Saved data entries
☆ ☆ ☆ ☆ ☆ ☆ ☆
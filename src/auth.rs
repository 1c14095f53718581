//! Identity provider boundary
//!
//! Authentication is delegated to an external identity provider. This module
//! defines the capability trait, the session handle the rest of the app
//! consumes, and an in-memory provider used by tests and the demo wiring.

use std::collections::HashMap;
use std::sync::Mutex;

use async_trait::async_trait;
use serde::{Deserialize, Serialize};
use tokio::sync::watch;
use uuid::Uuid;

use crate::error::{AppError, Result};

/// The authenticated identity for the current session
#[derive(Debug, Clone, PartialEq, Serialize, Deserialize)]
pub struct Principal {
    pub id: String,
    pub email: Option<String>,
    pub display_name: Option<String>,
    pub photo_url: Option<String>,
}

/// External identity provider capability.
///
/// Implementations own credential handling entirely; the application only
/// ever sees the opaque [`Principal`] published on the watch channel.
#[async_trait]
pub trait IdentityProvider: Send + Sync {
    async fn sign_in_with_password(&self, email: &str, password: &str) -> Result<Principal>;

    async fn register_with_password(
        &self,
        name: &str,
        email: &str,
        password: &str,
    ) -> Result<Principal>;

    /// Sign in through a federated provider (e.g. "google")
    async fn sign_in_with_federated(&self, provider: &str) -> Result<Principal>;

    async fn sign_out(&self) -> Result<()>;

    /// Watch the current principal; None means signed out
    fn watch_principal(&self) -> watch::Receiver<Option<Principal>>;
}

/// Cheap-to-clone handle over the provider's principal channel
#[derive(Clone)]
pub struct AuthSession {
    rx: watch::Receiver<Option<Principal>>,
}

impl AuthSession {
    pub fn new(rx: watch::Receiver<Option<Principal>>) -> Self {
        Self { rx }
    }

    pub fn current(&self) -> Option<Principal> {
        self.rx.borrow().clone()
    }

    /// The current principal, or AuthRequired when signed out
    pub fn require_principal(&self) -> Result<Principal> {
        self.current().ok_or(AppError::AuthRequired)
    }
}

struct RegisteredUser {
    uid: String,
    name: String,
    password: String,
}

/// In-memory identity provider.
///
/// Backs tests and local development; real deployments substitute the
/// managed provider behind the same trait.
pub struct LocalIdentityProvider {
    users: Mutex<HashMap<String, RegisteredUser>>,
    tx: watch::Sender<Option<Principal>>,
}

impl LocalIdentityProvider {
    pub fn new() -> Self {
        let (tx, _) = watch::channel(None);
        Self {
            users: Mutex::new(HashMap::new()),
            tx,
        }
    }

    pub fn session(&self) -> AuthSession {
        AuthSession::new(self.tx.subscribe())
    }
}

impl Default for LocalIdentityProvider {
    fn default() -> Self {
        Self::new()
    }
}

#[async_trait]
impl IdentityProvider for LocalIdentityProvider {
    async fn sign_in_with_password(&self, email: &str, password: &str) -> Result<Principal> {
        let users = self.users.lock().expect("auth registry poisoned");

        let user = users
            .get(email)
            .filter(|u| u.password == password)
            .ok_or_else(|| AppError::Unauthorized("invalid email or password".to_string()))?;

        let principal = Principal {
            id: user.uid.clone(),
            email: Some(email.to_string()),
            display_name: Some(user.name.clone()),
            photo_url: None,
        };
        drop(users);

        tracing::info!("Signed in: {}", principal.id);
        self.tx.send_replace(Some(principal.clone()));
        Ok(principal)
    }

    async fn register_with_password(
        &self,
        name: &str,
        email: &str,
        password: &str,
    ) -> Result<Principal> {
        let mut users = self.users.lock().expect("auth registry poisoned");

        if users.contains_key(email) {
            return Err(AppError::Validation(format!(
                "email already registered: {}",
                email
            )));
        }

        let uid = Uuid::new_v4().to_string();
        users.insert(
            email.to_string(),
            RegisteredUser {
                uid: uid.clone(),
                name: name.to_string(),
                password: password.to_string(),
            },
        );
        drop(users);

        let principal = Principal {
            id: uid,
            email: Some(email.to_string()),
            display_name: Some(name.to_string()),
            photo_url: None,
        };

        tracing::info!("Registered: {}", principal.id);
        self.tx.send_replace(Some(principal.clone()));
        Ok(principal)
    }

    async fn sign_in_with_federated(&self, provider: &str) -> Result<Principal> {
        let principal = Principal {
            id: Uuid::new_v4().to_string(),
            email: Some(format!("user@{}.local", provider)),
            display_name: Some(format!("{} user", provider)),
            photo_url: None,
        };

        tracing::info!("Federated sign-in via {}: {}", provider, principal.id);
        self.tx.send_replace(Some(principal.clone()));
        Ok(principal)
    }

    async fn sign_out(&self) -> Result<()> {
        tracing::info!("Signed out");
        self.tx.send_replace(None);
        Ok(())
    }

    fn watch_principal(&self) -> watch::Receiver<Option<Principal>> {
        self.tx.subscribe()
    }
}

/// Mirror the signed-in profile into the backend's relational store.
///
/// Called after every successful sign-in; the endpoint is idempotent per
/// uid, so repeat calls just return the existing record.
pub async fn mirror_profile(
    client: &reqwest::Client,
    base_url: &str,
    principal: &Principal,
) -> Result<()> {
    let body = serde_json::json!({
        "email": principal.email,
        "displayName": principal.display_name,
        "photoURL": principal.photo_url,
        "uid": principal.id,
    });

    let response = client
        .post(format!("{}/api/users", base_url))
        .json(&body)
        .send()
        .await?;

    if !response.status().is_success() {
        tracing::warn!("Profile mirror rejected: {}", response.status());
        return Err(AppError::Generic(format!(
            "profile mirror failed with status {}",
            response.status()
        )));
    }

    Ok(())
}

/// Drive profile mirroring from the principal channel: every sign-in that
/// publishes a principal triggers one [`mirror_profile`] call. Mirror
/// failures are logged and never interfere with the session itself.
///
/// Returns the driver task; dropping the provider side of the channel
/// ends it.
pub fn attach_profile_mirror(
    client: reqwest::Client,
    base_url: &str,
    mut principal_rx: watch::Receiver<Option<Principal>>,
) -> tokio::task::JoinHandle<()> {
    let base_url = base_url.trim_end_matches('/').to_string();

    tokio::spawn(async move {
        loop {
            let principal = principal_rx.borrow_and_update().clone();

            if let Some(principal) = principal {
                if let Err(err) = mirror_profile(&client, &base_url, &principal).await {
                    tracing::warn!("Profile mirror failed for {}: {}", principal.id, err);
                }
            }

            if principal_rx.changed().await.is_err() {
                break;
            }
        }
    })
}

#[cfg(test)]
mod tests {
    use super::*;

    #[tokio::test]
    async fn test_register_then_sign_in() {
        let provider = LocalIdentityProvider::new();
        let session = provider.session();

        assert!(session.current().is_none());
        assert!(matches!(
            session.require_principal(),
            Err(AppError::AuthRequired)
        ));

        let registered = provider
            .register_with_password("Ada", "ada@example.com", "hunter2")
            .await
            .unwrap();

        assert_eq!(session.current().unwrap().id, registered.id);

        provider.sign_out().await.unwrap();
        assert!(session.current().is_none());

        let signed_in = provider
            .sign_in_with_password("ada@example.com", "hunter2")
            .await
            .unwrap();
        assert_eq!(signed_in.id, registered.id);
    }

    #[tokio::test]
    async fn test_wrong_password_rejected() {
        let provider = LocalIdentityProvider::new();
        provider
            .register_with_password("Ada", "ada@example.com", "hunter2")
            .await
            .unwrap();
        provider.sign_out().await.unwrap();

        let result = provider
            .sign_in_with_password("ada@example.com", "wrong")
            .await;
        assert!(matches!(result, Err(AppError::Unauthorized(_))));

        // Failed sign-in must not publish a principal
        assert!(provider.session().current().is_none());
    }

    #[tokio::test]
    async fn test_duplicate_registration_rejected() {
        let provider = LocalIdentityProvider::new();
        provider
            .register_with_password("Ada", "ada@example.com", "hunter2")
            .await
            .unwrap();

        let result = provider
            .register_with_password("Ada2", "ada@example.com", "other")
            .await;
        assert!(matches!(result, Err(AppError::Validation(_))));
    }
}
☆ ☆ ☆ ☆ ☆ ☆ ☆
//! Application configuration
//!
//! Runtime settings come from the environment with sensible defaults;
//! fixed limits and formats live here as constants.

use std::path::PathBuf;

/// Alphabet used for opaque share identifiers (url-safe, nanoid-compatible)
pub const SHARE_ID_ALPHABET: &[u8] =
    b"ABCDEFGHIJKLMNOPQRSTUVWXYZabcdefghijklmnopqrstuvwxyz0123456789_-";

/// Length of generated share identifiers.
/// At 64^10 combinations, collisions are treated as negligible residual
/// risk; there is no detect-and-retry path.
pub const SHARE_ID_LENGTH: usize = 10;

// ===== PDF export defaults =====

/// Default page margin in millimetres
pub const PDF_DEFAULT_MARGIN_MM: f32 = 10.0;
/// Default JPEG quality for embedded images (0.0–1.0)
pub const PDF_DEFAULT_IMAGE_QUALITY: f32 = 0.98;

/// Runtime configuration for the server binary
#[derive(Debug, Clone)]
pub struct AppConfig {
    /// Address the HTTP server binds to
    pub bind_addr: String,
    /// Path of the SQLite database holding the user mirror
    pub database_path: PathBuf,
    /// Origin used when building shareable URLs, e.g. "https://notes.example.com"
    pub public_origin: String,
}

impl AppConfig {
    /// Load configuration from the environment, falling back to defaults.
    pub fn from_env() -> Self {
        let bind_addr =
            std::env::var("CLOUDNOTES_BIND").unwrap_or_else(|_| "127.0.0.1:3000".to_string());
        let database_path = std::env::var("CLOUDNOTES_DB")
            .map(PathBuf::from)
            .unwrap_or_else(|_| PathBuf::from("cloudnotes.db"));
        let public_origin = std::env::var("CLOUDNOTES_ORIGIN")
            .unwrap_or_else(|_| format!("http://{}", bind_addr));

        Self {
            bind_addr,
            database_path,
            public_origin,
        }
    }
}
☆ ☆ ☆ ☆ ☆ ☆ ☆
= Task details =
Using the records above, copy word for word the line with "filename src/auth.rs", the line with "rest of the app", and every line between them.

= Solution for this task =
filename src/auth.rs
repository 1c14095f53718581
//! Identity provider boundary
//!
//! Authentication is delegated to an external identity provider. This module
//! defines the capability trait, the session handle the rest of the app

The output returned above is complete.